Via Giuseppe Garibaldi is a street in the historical centre of Genoa, in Northwestern Italy, well known for its ancient palaces. It is one of the Strade Nuove (Italian for "new streets") built by the Genoese aristocracy during the Renaissance. Since July 2006 it is inscribed in the list of UNESCO World Heritage Site Genoa: the Strade Nuove and the system of the Palazzi dei Rolli.

History 
The street, sanctioned in 1550, was built in 1558–1583. Originally named Strada Maggiore or Strada Nuova, in 1882 it was dedicated to Giuseppe Garibaldi. The street is 250 metres long and 7.5 metres wide.

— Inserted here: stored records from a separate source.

// Threat map rendering and feature file output

use crate::error::{MaterializeError, Result};
use crate::threat::ThreatMap;
use serde::Serialize;
use serde::ser::Error as _;
use std::fs;
use std::io::Write;
use std::path::{Path, PathBuf};
use tracing::debug;

const FEATURE_SUFFIX: &str = ".feature";

/// Pretty JSON with four-space indentation, keys in STRIDE order.
pub fn render_threat_map(threats: &ThreatMap) -> Result<String> {
    let mut buf = Vec::new();
    let formatter = serde_json::ser::PrettyFormatter::with_indent(b"    ");
    let mut serializer = serde_json::Serializer::with_formatter(&mut buf, formatter);
    threats
        .serialize(&mut serializer)
        .map_err(MaterializeError::Render)?;
    String::from_utf8(buf)
        .map_err(|e| MaterializeError::Render(serde_json::Error::custom(e)))
}

/// `<diagram file name>.feature`, relative to the working directory.
pub fn default_feature_path(diagram: &Path) -> PathBuf {
    let name = diagram
        .file_name()
        .map(|name| name.to_string_lossy().into_owned())
        .unwrap_or_else(|| "diagram".to_string());
    PathBuf::from(format!("{}{}", name, FEATURE_SUFFIX))
}

/// Write the feature file through a temporary sibling and rename it into
/// place, so a failed write never leaves a truncated artifact behind.
///
/// An existing file keeps its permissions. A new file gets the mode a plain
/// create would give it under the current umask.
pub fn write_feature_file(path: &Path, contents: &str) -> Result<()> {
    let output_error = |source: std::io::Error| MaterializeError::Output {
        path: path.to_path_buf(),
        source,
    };

    let dir = match path.parent() {
        Some(parent) if !parent.as_os_str().is_empty() => parent,
        _ => Path::new("."),
    };

    let existing = fs::metadata(path).ok().map(|meta| meta.permissions());

    #[cfg_attr(not(unix), allow(unused_mut))]
    let mut builder = tempfile::Builder::new();
    #[cfg(unix)]
    {
        use std::os::unix::fs::PermissionsExt;
        builder.permissions(fs::Permissions::from_mode(0o666));
    }

    let mut file = builder.tempfile_in(dir).map_err(output_error)?;
    if let Some(permissions) = existing {
        file.as_file()
            .set_permissions(permissions)
            .map_err(output_error)?;
    }
    file.write_all(contents.as_bytes()).map_err(output_error)?;
    file.flush().map_err(output_error)?;
    file.persist(path).map_err(|e| output_error(e.error))?;

    debug!(path = %path.display(), bytes = contents.len(), "wrote feature file");
    Ok(())
}
use std::sync::Arc;

use bytes::Bytes;
use futures::future::try_join_all;
use tracing::{info, warn};

use crate::analyzer::{strip_code_fence, RecommendationAnalyzer};
use crate::capabilities::{ReasoningCapability, SynthesisCapability, VisionCapability};
use crate::config::PipelineSettings;
use crate::error::{Capability, PipelineError};
use crate::models::{
    CustomizationDescriptor, DesignArtifact, Finger, MeasurementOutcome, Money,
    NailMeasurement, RawMeasurement, RecommendationReport, StylePreferences,
};
use crate::orchestrator::GenerationOrchestrator;
use crate::pricing::PriceSchedule;
use crate::prompt::{DesignBrief, PromptSynthesizer};
use crate::validator::MeasurementValidator;

/// The external services a pipeline is wired to.
#[derive(Clone)]
pub struct Capabilities {
    pub vision: Arc<dyn VisionCapability>,
    pub synthesis: Arc<dyn SynthesisCapability>,
    pub reasoning: Arc<dyn ReasoningCapability>,
}

/// Entry point for the booking layer: every design operation goes through here.
pub struct DesignPipeline {
    vision: Arc<dyn VisionCapability>,
    validator: MeasurementValidator,
    synthesizer: PromptSynthesizer,
    orchestrator: GenerationOrchestrator,
    analyzer: RecommendationAnalyzer,
    pricing: PriceSchedule,
}

impl DesignPipeline {
    pub fn new(settings: PipelineSettings, capabilities: Capabilities) -> Self {
        let validator = MeasurementValidator::new(settings.usable_confidence);
        let synthesizer = PromptSynthesizer::new(validator);
        Self {
            vision: capabilities.vision,
            validator,
            synthesizer,
            orchestrator: GenerationOrchestrator::new(
                capabilities.synthesis,
                synthesizer,
                settings.rotation,
                settings.max_variations,
            ),
            analyzer: RecommendationAnalyzer::new(capabilities.reasoning, validator),
            pricing: settings.pricing,
        }
    }

    /// Validity verdict plus whether the reading may feed generation.
    pub fn validate_measurement(&self, measurement: NailMeasurement) -> MeasurementOutcome {
        self.validator.assess(measurement)
    }

    /// Measures every photographed nail and validates the readings. Rejected
    /// readings are kept in the result for audit; capability failures abort
    /// the whole hand.
    pub async fn measure_hand(&self, photos: &[(Finger, Bytes)]) -> Result<Vec<MeasurementOutcome>, PipelineError> {
        let outcomes = try_join_all(photos.iter().map(|(finger, image)| self.measure_finger(finger, image))).await?;

        let usable = outcomes.iter().filter(|o| o.usable).count();
        info!("📏 Measured {} nails, {} usable for generation", outcomes.len(), usable);
        Ok(outcomes)
    }

    async fn measure_finger(&self, finger: &Finger, image: &Bytes) -> Result<MeasurementOutcome, PipelineError> {
        let raw = self.vision.measure(image, finger).await?;
        let fields: RawMeasurement = serde_json::from_str(strip_code_fence(&raw)).map_err(|e| {
            PipelineError::malformed(Capability::Vision, format!("{}: {}", finger, e))
        })?;

        let outcome = self.validator.assess(fields.into_measurement(finger.clone()));
        if let Some(reason) = outcome.verdict.reason {
            warn!("⚠️ {} measurement rejected: {}", finger, reason);
        }
        Ok(outcome)
    }

    pub fn synthesize_prompt(
        &self,
        measurements: &[NailMeasurement],
        preferences: &StylePreferences,
        custom_text: Option<&str>,
    ) -> DesignBrief {
        self.synthesizer.synthesize(measurements, preferences, custom_text)
    }

    pub async fn generate_design(&self, brief: &DesignBrief) -> Result<DesignArtifact, PipelineError> {
        self.orchestrator.generate(brief).await
    }

    pub async fn generate_variations(&self, brief: &DesignBrief, count: usize) -> Vec<DesignArtifact> {
        self.orchestrator.generate_variations(brief, count).await
    }

    pub async fn analyze_recommendations(
        &self,
        measurements: &[NailMeasurement],
        preferences: &StylePreferences,
    ) -> RecommendationReport {
        self.analyzer.analyze(measurements, preferences).await
    }

    pub fn calculate_price(&self, descriptor: &CustomizationDescriptor) -> Money {
        self.pricing.price(descriptor)
    }
}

Between the first half of the 16th century and the first half of the 17th century, the nobility of the Republic of Genoa started a careful town planning to transform the existing medieval city and initiate a sizeable urban expansion to the North. The move to expand the antique palaces and to build new sumptuous ones was driven by the extraordinary wealth that came into the city through prosperous financing activities towards several European powers. In particular, the Genoese aristocracy financed the expensive undertakings of the Spanish Crown, such as the mercenary army that Spain kept in Flanders from 1566 to the peace of Westphalia in 1648. The ruling class of Genoa, mixing nobility of blood with new mercantile wealth, sought to underpin their prestige by the construction of grand city palaces and suburban villas of unusual splendor.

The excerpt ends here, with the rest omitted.